** Source information **

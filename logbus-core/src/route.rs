use chrono::{DateTime, Utc};
use serde::{Deserialize, Serialize};

/// A persistent mapping from an app/space or site key to a drain URL.
///
/// Exactly one of `(app, space)` or `site` is set. Site routes match by
/// HTTP host rather than container.
#[derive(Debug, Clone, Serialize, Deserialize)]
pub struct Route {
    pub id: String,

    #[serde(default)]
    pub app: String,

    #[serde(default)]
    pub space: String,

    #[serde(default)]
    pub site: String,

    #[serde(default = "Utc::now")]
    pub created: DateTime<Utc>,

    #[serde(default = "Utc::now")]
    pub updated: DateTime<Utc>,

    #[serde(rename = "url")]
    pub destination_url: String,
}

impl Route {
    /// Routing-table key: site routes are namespaced with a `site:` prefix
    /// so a site domain can never collide with an `app + space` key.
    pub fn route_key(&self) -> String {
        if !self.site.is_empty() {
            format!("site:{}", self.site)
        } else {
            format!("{}{}", self.app, self.space)
        }
    }

    /// Human-readable form for log lines.
    pub fn describe(&self) -> String {
        if !self.site.is_empty() {
            format!("{} -> {}", self.site, self.destination_url)
        } else {
            format!("{}-{} -> {}", self.app, self.space, self.destination_url)
        }
    }
}

/// Key for a site-routed message, matching [`Route::route_key`].
pub fn site_key(site: &str) -> String {
    format!("site:{}", site)
}

#[cfg(test)]
mod tests {
    use super::*;

    fn app_route() -> Route {
        serde_json::from_value(serde_json::json!({
            "id": "r1",
            "app": "app",
            "space": "space",
            "url": "syslog://10.0.0.1:514"
        }))
        .unwrap()
    }

    #[test]
    fn test_app_route_key() {
        assert_eq!(app_route().route_key(), "appspace");
    }

    #[test]
    fn test_site_route_key_is_prefixed() {
        let route: Route = serde_json::from_value(serde_json::json!({
            "id": "r2",
            "site": "foobar.example",
            "url": "syslog+tcp://10.0.0.1:514"
        }))
        .unwrap();
        assert_eq!(route.route_key(), "site:foobar.example");
        assert_eq!(route.route_key(), site_key("foobar.example"));
    }

    #[test]
    fn test_route_serde_roundtrip_uses_url_field() {
        let route = app_route();
        let bytes = serde_json::to_vec(&route).unwrap();
        let text = String::from_utf8(bytes.clone()).unwrap();
        assert!(text.contains("\"url\""), "wire field must be `url`");
        let decoded: Route = serde_json::from_slice(&bytes).unwrap();
        assert_eq!(decoded.id, "r1");
        assert_eq!(decoded.destination_url, "syslog://10.0.0.1:514");
    }
}
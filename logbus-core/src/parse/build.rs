use super::ParseError;
use crate::envelope::LogEnvelope;
use chrono::Utc;
use regex::Regex;
use serde::Deserialize;
use std::sync::LazyLock;

/// Build `ARG` steps leak their values into the build log; redact them.
static ARG_STEP: LazyLock<Regex> =
    LazyLock::new(|| Regex::new(r"(Step \d+/\d+ : ARG [0-9A-Za-z_]+=).*").unwrap());

#[derive(Debug, Deserialize)]
struct BuildLogSpec {
    #[serde(default)]
    metadata: String,

    #[serde(default)]
    #[allow(dead_code)]
    build: i64,

    #[serde(default)]
    #[allow(dead_code)]
    job: String,

    #[serde(default)]
    message: String,
}

/// Decode one build-system record. `metadata` is `app-space` (space
/// defaulting to `default` when the dash is absent).
pub fn parse_build_log(data: &[u8]) -> Result<LogEnvelope, ParseError> {
    let bmsg: BuildLogSpec = serde_json::from_slice(data)?;

    let (app, space) = match bmsg.metadata.split_once('-') {
        Some((app, space)) => (app.to_string(), space.to_string()),
        None => (bmsg.metadata.clone(), "default".to_string()),
    };
    if app.is_empty() || space.is_empty() {
        return Err(ParseError::MissingApp);
    }

    let message = ARG_STEP.replace_all(&bmsg.message, "${1}...").into_owned();

    Ok(LogEnvelope {
        log: message,
        stream: String::new(),
        time: Utc::now(),
        space: space.clone(),
        site: String::new(),
        site_path: String::new(),
        path: String::new(),
        container_name: app,
        pod_name: "akkeris/build".to_string(),
        topic: space,
        tag: String::new(),
    })
}

#[cfg(test)]
mod tests {
    use super::*;

    fn build_json(metadata: &str, message: &str) -> Vec<u8> {
        serde_json::json!({
            "metadata": metadata,
            "build": 7,
            "job": "deploy",
            "message": message
        })
        .to_string()
        .into_bytes()
    }

    #[test]
    fn test_metadata_splits_app_and_space() {
        let env = parse_build_log(&build_json("blog-perf", "Step 1/9 : FROM alpine")).unwrap();
        assert_eq!(env.container_name, "blog");
        assert_eq!(env.space, "perf");
        assert_eq!(env.topic, "perf");
        assert_eq!(env.pod_name, "akkeris/build");
    }

    #[test]
    fn test_metadata_without_dash_defaults_space() {
        let env = parse_build_log(&build_json("blog", "pushing image")).unwrap();
        assert_eq!(env.container_name, "blog");
        assert_eq!(env.space, "default");
    }

    #[test]
    fn test_arg_values_redacted() {
        let env = parse_build_log(&build_json(
            "blog-perf",
            "Step 3/9 : ARG SECRET_TOKEN=hunter2",
        ))
        .unwrap();
        assert_eq!(env.log, "Step 3/9 : ARG SECRET_TOKEN=...");
    }

    #[test]
    fn test_non_arg_steps_untouched() {
        let env =
            parse_build_log(&build_json("blog-perf", "Step 4/9 : RUN make build")).unwrap();
        assert_eq!(env.log, "Step 4/9 : RUN make build");
    }

    #[test]
    fn test_empty_metadata_fails() {
        assert!(parse_build_log(&build_json("", "msg")).is_err());
    }

    #[test]
    fn test_invalid_json_fails() {
        assert!(parse_build_log(b"not json at all").is_err());
    }
}
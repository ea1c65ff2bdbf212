use crate::server::AppState;
use axum::extract::State;

/// GET /octhc
pub async fn health_check(State(state): State<AppState>) -> String {
    match state.storage.health_check().await {
        Ok(()) => "overall_status=good".to_string(),
        Err(e) => {
            tracing::error!(error = %e, "Health check failed");
            "overall_status=bad,redis_check=failed".to_string()
        }
    }
}

/// GET /metrics — Prometheus text exposition.
pub async fn metrics(State(state): State<AppState>) -> String {
    state.metrics.gather_text()
}
use crate::Storage;
use async_trait::async_trait;
use logbus_core::{BusError, LogSession, Route};
use std::collections::HashMap;
use std::sync::Mutex;
use std::time::{Duration, Instant};

/// In-memory backend used by tests; sessions expire by wall clock.
#[derive(Default)]
pub struct MemoryStorage {
    routes: Mutex<Vec<Route>>,
    sessions: Mutex<HashMap<String, (LogSession, Instant)>>,
}

impl MemoryStorage {
    pub fn new() -> Self {
        Self::default()
    }
}

#[async_trait]
impl Storage for MemoryStorage {
    async fn health_check(&self) -> Result<(), BusError> {
        Ok(())
    }

    async fn add_route(&self, route: Route) -> Result<(), BusError> {
        self.routes.lock().unwrap().push(route);
        Ok(())
    }

    async fn remove_route(&self, route: &Route) -> Result<(), BusError> {
        let mut routes = self.routes.lock().unwrap();
        if let Some(pos) = routes.iter().position(|r| r.id == route.id) {
            routes.remove(pos);
        }
        Ok(())
    }

    async fn get_routes(&self) -> Result<Vec<Route>, BusError> {
        Ok(self.routes.lock().unwrap().clone())
    }

    async fn get_route_by_id(&self, id: &str) -> Result<Route, BusError> {
        self.routes
            .lock()
            .unwrap()
            .iter()
            .find(|r| r.id == id)
            .cloned()
            .ok_or_else(|| BusError::RouteNotFound(id.to_string()))
    }

    async fn set_session(
        &self,
        key: &str,
        value: LogSession,
        ttl: Duration,
    ) -> Result<(), BusError> {
        self.sessions
            .lock()
            .unwrap()
            .insert(key.to_string(), (value, Instant::now() + ttl));
        Ok(())
    }

    async fn get_session(&self, key: &str) -> Result<LogSession, BusError> {
        let mut sessions = self.sessions.lock().unwrap();
        match sessions.get(key) {
            Some((session, expires)) if *expires > Instant::now() => Ok(session.clone()),
            Some(_) => {
                sessions.remove(key);
                Err(BusError::SessionNotFound(key.to_string()))
            }
            None => Err(BusError::SessionNotFound(key.to_string())),
        }
    }
}
pub mod conn;
pub mod packet;

pub use conn::{Connection, Transport};
pub use packet::{Facility, Packet, Severity};

/// Hard cap on one syslog frame; anything longer is truncated.
pub const MAX_LOG_SIZE: usize = 99_990;
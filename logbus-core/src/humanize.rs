use regex::Regex;
use std::sync::LazyLock;

static EXIT_CODE: LazyLock<Regex> =
    LazyLock::new(|| Regex::new("exitCode=([1-9]+)").unwrap());

/// Rewrite orchestrator pod-phase messages into the operator-facing lines
/// subscribers expect. Anything that is not a phase message passes through
/// untouched.
pub fn pod_phase_to_human_readable(message: &str) -> String {
    if !message.starts_with("Phase: ") {
        return message.to_string();
    }
    if message.starts_with("Phase: Creating -- ") {
        "Creating Dyno".to_string()
    } else if message.starts_with("Phase: Pending/ --")
        || message.starts_with("Phase: Pending/waiting --")
    {
        "Waiting on Dyno".to_string()
    } else if message.starts_with("Phase: Running/waiting --") {
        "at=error code=H10 desc=\"App crashed\"".to_string()
    } else if message.starts_with("Phase: Running/running --") {
        "Checking Dyno Health".to_string()
    } else if message.starts_with("Phase: Running/terminated --") {
        let code = EXIT_CODE
            .find(message)
            .map(|m| m.as_str().replacen("exitCode=", "exit code ", 1))
            .unwrap_or_default();
        format!("Dyno exited ({})", code)
    } else if message.starts_with("Phase: Deleting -- pod") {
        "Deleting Dyno".to_string()
    } else {
        message.to_string()
    }
}

#[cfg(test)]
mod tests {
    use super::*;

    #[test]
    fn test_non_phase_messages_pass_through() {
        assert_eq!(pod_phase_to_human_readable("hello world"), "hello world");
        assert_eq!(pod_phase_to_human_readable(""), "");
    }

    #[test]
    fn test_phase_rewrites() {
        assert_eq!(
            pod_phase_to_human_readable("Phase: Creating -- Creating pod blog-1050769379-6ktnc"),
            "Creating Dyno"
        );
        assert_eq!(
            pod_phase_to_human_readable("Phase: Pending/waiting --  reason=ContainerCreating"),
            "Waiting on Dyno"
        );
        assert_eq!(
            pod_phase_to_human_readable("Phase: Running/waiting --  reason=CrashLoopBackOff"),
            "at=error code=H10 desc=\"App crashed\""
        );
        assert_eq!(
            pod_phase_to_human_readable("Phase: Running/running --  startedAt=2017-06-16T16:16:30"),
            "Checking Dyno Health"
        );
        assert_eq!(
            pod_phase_to_human_readable("Phase: Deleting -- pod blog-472348638-9tzlx in space default"),
            "Deleting Dyno"
        );
    }

    #[test]
    fn test_terminated_phase_extracts_exit_code() {
        let msg = "Phase: Running/terminated --  reason=Error exitCode=137";
        assert_eq!(pod_phase_to_human_readable(msg), "Dyno exited (exit code 137)");
    }

    #[test]
    fn test_unknown_phase_passes_through() {
        let msg = "Phase: Unknown -- something";
        assert_eq!(pod_phase_to_human_readable(msg), msg);
    }
}
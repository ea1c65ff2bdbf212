use super::ParseError;
use crate::envelope::LogEnvelope;
use chrono::{DateTime, Utc};
use serde::Deserialize;

/// Pre-digested access-log record published by older mesh adapters.
#[derive(Debug, Clone, Deserialize, Default)]
pub struct IstioLog {
    #[serde(default = "Utc::now")]
    pub time: DateTime<Utc>,

    #[serde(default)]
    pub severity: String,

    #[serde(default)]
    pub bytes: i64,

    #[serde(default)]
    pub method: String,

    #[serde(default)]
    pub source: String,

    #[serde(default)]
    pub space: String,

    #[serde(default)]
    pub path: String,

    #[serde(default)]
    pub request_id: String,

    #[serde(default)]
    pub from: String,

    #[serde(default)]
    pub host: String,

    #[serde(default)]
    pub app: String,

    #[serde(default)]
    pub fwd: String,

    #[serde(default)]
    pub status: i32,

    #[serde(default)]
    pub service: String,

    #[serde(default)]
    pub dyno: String,

    #[serde(default)]
    pub total: String,
}

// ── Envoy ALS entry, as jsonpb renders HTTPAccessLogEntry ──

#[derive(Debug, Deserialize)]
struct AlsEntry {
    common_properties: Option<AlsCommonProperties>,
    request: Option<AlsRequest>,
    response: Option<AlsResponse>,
    #[serde(default)]
    protocol_version: String,
}

#[derive(Debug, Deserialize)]
struct AlsCommonProperties {
    #[serde(default)]
    upstream_cluster: String,
    tls_properties: Option<AlsTlsProperties>,
    /// jsonpb renders protobuf Durations as strings like "0.004s"
    time_to_last_upstream_tx_byte: Option<String>,
    time_to_last_rx_byte: Option<String>,
    start_time: Option<DateTime<Utc>>,
}

#[derive(Debug, Deserialize, Default)]
struct AlsTlsProperties {
    #[serde(default)]
    tls_version: String,

    #[serde(default)]
    tls_sni_hostname: String,
}

#[derive(Debug, Deserialize)]
struct AlsRequest {
    #[serde(default)]
    request_method: String,

    #[serde(default)]
    authority: String,

    #[serde(default)]
    path: String,

    #[serde(default)]
    original_path: String,

    #[serde(default)]
    request_id: String,

    #[serde(default)]
    forwarded_for: String,

    /// uint64s arrive as decimal strings
    #[serde(default)]
    request_headers_bytes: String,
}

#[derive(Debug, Deserialize)]
struct AlsResponse {
    response_code: Option<u32>,

    #[serde(default)]
    response_headers_bytes: String,

    #[serde(default)]
    response_body_bytes: String,

    #[serde(default)]
    response_flags: AlsResponseFlags,
}

#[derive(Debug, Deserialize, Default)]
struct AlsResponseFlags {
    #[serde(default)]
    downstream_connection_termination: bool,
}

/// Decode an access-log record from the mesh topic. The envoy ALS shape is
/// tried first; records from the older adapters fall back to [`IstioLog`].
pub fn parse_istio_log(data: &[u8]) -> Result<LogEnvelope, ParseError> {
    if let Ok(entry) = serde_json::from_slice::<AlsEntry>(data) {
        if entry.common_properties.is_some() {
            return envelope_from_als(entry);
        }
    }
    let simple: IstioLog = serde_json::from_slice(data)?;
    envelope_from_simple(simple)
}

/// Decode only the pre-digested shape (used by tail sessions, which format
/// these records directly).
pub fn parse_simple_istio_log(data: &[u8]) -> Result<IstioLog, ParseError> {
    Ok(serde_json::from_slice(data)?)
}

fn envelope_from_als(entry: AlsEntry) -> Result<LogEnvelope, ParseError> {
    let common = entry
        .common_properties
        .ok_or(ParseError::MissingField("common_properties"))?;
    let request = entry.request.ok_or(ParseError::MissingField("request"))?;
    let response = entry.response.ok_or(ParseError::MissingField("response"))?;
    let service = common
        .time_to_last_upstream_tx_byte
        .as_deref()
        .and_then(duration_ms)
        .ok_or(ParseError::MissingField("time_to_last_upstream_tx_byte"))?;
    let total = common
        .time_to_last_rx_byte
        .as_deref()
        .and_then(duration_ms)
        .ok_or(ParseError::MissingField("time_to_last_rx_byte"))?;

    // A connection the client tore down before the response was written has
    // no response code; surface it the way routers do, as 499.
    let status = match response.response_code {
        Some(code) => code,
        None if response.response_flags.downstream_connection_termination => 499,
        None => return Err(ParseError::MissingField("response_code")),
    };

    // upstream_cluster: "outbound|80||app.space.svc.cluster.local"
    let (app, space) = common
        .upstream_cluster
        .split('|')
        .nth(3)
        .and_then(|fqdn| {
            let mut parts = fqdn.split('.');
            Some((parts.next()?.to_string(), parts.next()?.to_string()))
        })
        .filter(|(app, space)| !app.is_empty() && !space.is_empty())
        .ok_or(ParseError::MissingField("upstream_cluster"))?;

    let tls = common.tls_properties.unwrap_or_default();
    let orig_path = if request.original_path.is_empty() {
        request.path.clone()
    } else {
        request.original_path.clone()
    };

    let log = format!(
        "bytes={} request_size={} response_size={} method={} request_id={} fwd={} \
         authority={} origin=https://{}{} protocol={} tls={} status={} service={}ms \
         total={}ms dyno={}-{}",
        zero_if_empty(&response.response_body_bytes),
        zero_if_empty(&request.request_headers_bytes),
        zero_if_empty(&response.response_headers_bytes),
        request.request_method,
        request.request_id,
        request.forwarded_for,
        request.authority,
        tls.tls_sni_hostname,
        orig_path,
        entry.protocol_version.to_lowercase(),
        tls.tls_version,
        status,
        service,
        total,
        app,
        space,
    );

    Ok(LogEnvelope {
        log,
        stream: String::new(),
        time: common.start_time.unwrap_or_else(Utc::now),
        space: space.clone(),
        site: String::new(),
        site_path: String::new(),
        path: request.path,
        container_name: app,
        pod_name: "akkeris/router".to_string(),
        topic: space,
        tag: String::new(),
    })
}

fn envelope_from_simple(msg: IstioLog) -> Result<LogEnvelope, ParseError> {
    if msg.app.is_empty() || msg.space.is_empty() {
        return Err(ParseError::MissingApp);
    }
    let log = format!(
        "bytes={} method={} path={} request_id={} host={} fwd={} status={} service={} total={}",
        msg.bytes,
        msg.method,
        msg.path,
        msg.request_id,
        msg.host,
        msg.fwd,
        msg.status,
        msg.service,
        msg.total,
    );
    Ok(LogEnvelope {
        log,
        stream: String::new(),
        time: msg.time,
        space: msg.space.clone(),
        site: String::new(),
        site_path: String::new(),
        path: msg.path,
        container_name: msg.app,
        pod_name: "akkeris/router".to_string(),
        topic: msg.space,
        tag: String::new(),
    })
}

/// "0.004s" → 4. Sub-millisecond values round to the nearest ms.
fn duration_ms(raw: &str) -> Option<i64> {
    let secs: f64 = raw.strip_suffix('s')?.parse().ok()?;
    Some((secs * 1000.0).round() as i64)
}

fn zero_if_empty(raw: &str) -> &str {
    if raw.is_empty() { "0" } else { raw }
}

#[cfg(test)]
mod tests {
    use super::*;

    fn als_entry() -> serde_json::Value {
        serde_json::json!({
            "common_properties": {
                "upstream_cluster": "outbound|80||shop.prod.svc.cluster.local",
                "tls_properties": {
                    "tls_version": "TLSv1_2",
                    "tls_sni_hostname": "shop.example.com"
                },
                "time_to_last_upstream_tx_byte": "0.004s",
                "time_to_last_rx_byte": "0.0061s",
                "start_time": "2024-03-01T10:00:00Z"
            },
            "request": {
                "request_method": "GET",
                "authority": "shop.example.com",
                "path": "/cart",
                "request_id": "req-1",
                "forwarded_for": "1.2.3.4",
                "request_headers_bytes": "412"
            },
            "response": {
                "response_code": 200,
                "response_headers_bytes": "180",
                "response_body_bytes": "5120"
            },
            "protocol_version": "HTTP11"
        })
    }

    #[test]
    fn test_als_entry_derives_app_space_from_upstream_cluster() {
        let env = parse_istio_log(als_entry().to_string().as_bytes()).unwrap();
        assert_eq!(env.container_name, "shop");
        assert_eq!(env.space, "prod");
        assert_eq!(env.topic, "prod");
        assert_eq!(env.pod_name, "akkeris/router");
    }

    #[test]
    fn test_als_line_format() {
        let env = parse_istio_log(als_entry().to_string().as_bytes()).unwrap();
        assert_eq!(
            env.log,
            "bytes=5120 request_size=412 response_size=180 method=GET request_id=req-1 \
             fwd=1.2.3.4 authority=shop.example.com origin=https://shop.example.com/cart \
             protocol=http11 tls=TLSv1_2 status=200 service=4ms total=6ms dyno=shop-prod"
        );
    }

    #[test]
    fn test_als_client_disconnect_synthesizes_499() {
        let mut entry = als_entry();
        entry["response"] = serde_json::json!({
            "response_flags": {"downstream_connection_termination": true}
        });
        let env = parse_istio_log(entry.to_string().as_bytes()).unwrap();
        assert!(env.log.contains("status=499"), "log: {}", env.log);
    }

    #[test]
    fn test_als_missing_durations_fails() {
        let mut entry = als_entry();
        entry["common_properties"]
            .as_object_mut()
            .unwrap()
            .remove("time_to_last_rx_byte");
        assert!(parse_istio_log(entry.to_string().as_bytes()).is_err());
    }

    #[test]
    fn test_simple_variant_fallback() {
        let raw = serde_json::json!({
            "time": "2024-03-01T10:00:00Z",
            "bytes": 12,
            "method": "GET",
            "space": "prod",
            "path": "/x",
            "request_id": "r-2",
            "host": "shop.example.com",
            "app": "shop",
            "fwd": "1.1.1.1",
            "status": 404,
            "service": "2ms",
            "dyno": "shop-prod",
            "total": "3ms"
        });
        let env = parse_istio_log(raw.to_string().as_bytes()).unwrap();
        assert_eq!(env.container_name, "shop");
        assert!(env.log.contains("status=404"));
        assert!(env.log.contains("host=shop.example.com"));
    }

    #[test]
    fn test_simple_variant_without_app_fails() {
        let raw = serde_json::json!({"space": "prod", "status": 200});
        assert!(parse_istio_log(raw.to_string().as_bytes()).is_err());
    }

    #[test]
    fn test_duration_parse() {
        assert_eq!(duration_ms("0.004s"), Some(4));
        assert_eq!(duration_ms("1.5s"), Some(1500));
        assert_eq!(duration_ms("garbage"), None);
        assert_eq!(duration_ms("4"), None);
    }
}
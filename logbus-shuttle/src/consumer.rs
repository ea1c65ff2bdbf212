use crate::{BUILD_TOPIC, WEB_ROUTER_TOPIC};
use chrono::{DateTime, TimeZone, Utc};
use logbus_core::BusError;
use rdkafka::consumer::{Consumer, StreamConsumer};
use rdkafka::{ClientConfig, Message};
use std::sync::Arc;
use std::time::Duration;
use tokio::sync::{mpsc, Notify};
use tokio::time::timeout;
use tracing::{error, info};

const POLL_INTERVAL: Duration = Duration::from_millis(100);
const LANE_BUFFER: usize = 64;

/// One record pulled off the broker, reduced to what the parsers need.
#[derive(Debug, Clone)]
pub struct BrokerEvent {
    pub topic: String,
    pub payload: Vec<u8>,
    pub timestamp: DateTime<Utc>,
}

/// Receiving halves of the three fan-out lanes.
pub struct Lanes {
    pub app_logs: mpsc::Receiver<BrokerEvent>,
    pub web_logs: mpsc::Receiver<BrokerEvent>,
    pub build_logs: mpsc::Receiver<BrokerEvent>,
}

/// Sending halves; tests inject events here directly.
#[derive(Clone)]
pub struct LaneSenders {
    pub app_logs: mpsc::Sender<BrokerEvent>,
    pub web_logs: mpsc::Sender<BrokerEvent>,
    pub build_logs: mpsc::Sender<BrokerEvent>,
}

pub fn lane_channels() -> (LaneSenders, Lanes) {
    let (app_tx, app_rx) = mpsc::channel(LANE_BUFFER);
    let (web_tx, web_rx) = mpsc::channel(LANE_BUFFER);
    let (build_tx, build_rx) = mpsc::channel(LANE_BUFFER);
    (
        LaneSenders {
            app_logs: app_tx,
            web_logs: web_tx,
            build_logs: build_tx,
        },
        Lanes {
            app_logs: app_rx,
            web_logs: web_rx,
            build_logs: build_rx,
        },
    )
}

/// Pattern-subscribed consumer that splits broker events into the three
/// lanes. Topics starting with `_` are broker-internal and skipped.
pub struct LogConsumer {
    consumer: Arc<StreamConsumer>,
    stop: Arc<Notify>,
}

impl LogConsumer {
    /// Connect and subscribe to every topic; the poll loop feeds the
    /// returned lanes until the consumer closes or the broker errors.
    pub fn connect(brokers: &[String], group: &str) -> Result<(LogConsumer, Lanes), BusError> {
        let consumer: StreamConsumer = ClientConfig::new()
            .set("bootstrap.servers", brokers.join(","))
            .set("group.id", group)
            .set("enable.auto.commit", "true")
            .set("auto.commit.interval.ms", "1000")
            .set("session.timeout.ms", "30000")
            .set("socket.keepalive.enable", "true")
            .create()
            .map_err(|e| BusError::Broker(e.to_string()))?;
        consumer
            .subscribe(&["^.*$"])
            .map_err(|e| BusError::Broker(e.to_string()))?;
        info!(brokers = %brokers.join(","), group = %group, "Consumer subscribed to all topics");

        let consumer = Arc::new(consumer);
        let stop = Arc::new(Notify::new());
        let (senders, lanes) = lane_channels();
        tokio::spawn(run_pooler(
            Arc::clone(&consumer),
            Arc::clone(&stop),
            senders,
        ));
        Ok((LogConsumer { consumer, stop }, lanes))
    }

    /// Re-subscribe the topic pattern so newly created topics are picked up.
    pub fn refresh(&self) -> Result<(), BusError> {
        self.consumer
            .subscribe(&["^.*$"])
            .map_err(|e| BusError::Broker(e.to_string()))
    }

    pub fn close(&self) {
        self.stop.notify_one();
    }
}

async fn run_pooler(consumer: Arc<StreamConsumer>, stop: Arc<Notify>, senders: LaneSenders) {
    loop {
        tokio::select! {
            _ = stop.notified() => return,
            polled = timeout(POLL_INTERVAL, consumer.recv()) => {
                let result = match polled {
                    Err(_) => continue,
                    Ok(r) => r,
                };
                let message = match result {
                    Ok(m) => m,
                    Err(e) => {
                        // Broker errors close the consumer; process-level
                        // supervision restarts the loop.
                        error!(error = %e, "Broker error, closing consumer");
                        return;
                    }
                };
                let topic = message.topic().to_string();
                if topic.starts_with('_') {
                    continue;
                }
                let event = BrokerEvent {
                    payload: message.payload().unwrap_or_default().to_vec(),
                    timestamp: event_time(&message),
                    topic: topic.clone(),
                };
                drop(message);
                let lane = match topic.as_str() {
                    WEB_ROUTER_TOPIC => &senders.web_logs,
                    BUILD_TOPIC => &senders.build_logs,
                    _ => &senders.app_logs,
                };
                if lane.send(event).await.is_err() {
                    return;
                }
            }
        }
    }
}

fn event_time(message: &impl Message) -> DateTime<Utc> {
    message
        .timestamp()
        .to_millis()
        .and_then(|ms| Utc.timestamp_millis_opt(ms).single())
        .unwrap_or_else(Utc::now)
}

** What you should do **
All lines that contain the word "mpsc" must be copied from the records above.

** Task output **
use tokio::sync::{mpsc, Notify};
    pub app_logs: mpsc::Receiver<BrokerEvent>,
    pub web_logs: mpsc::Receiver<BrokerEvent>,
    pub build_logs: mpsc::Receiver<BrokerEvent>,
    pub app_logs: mpsc::Sender<BrokerEvent>,
    pub web_logs: mpsc::Sender<BrokerEvent>,
    pub build_logs: mpsc::Sender<BrokerEvent>,
    let (app_tx, app_rx) = mpsc::channel(LANE_BUFFER);
    let (web_tx, web_rx) = mpsc::channel(LANE_BUFFER);
    let (build_tx, build_rx) = mpsc::channel(LANE_BUFFER);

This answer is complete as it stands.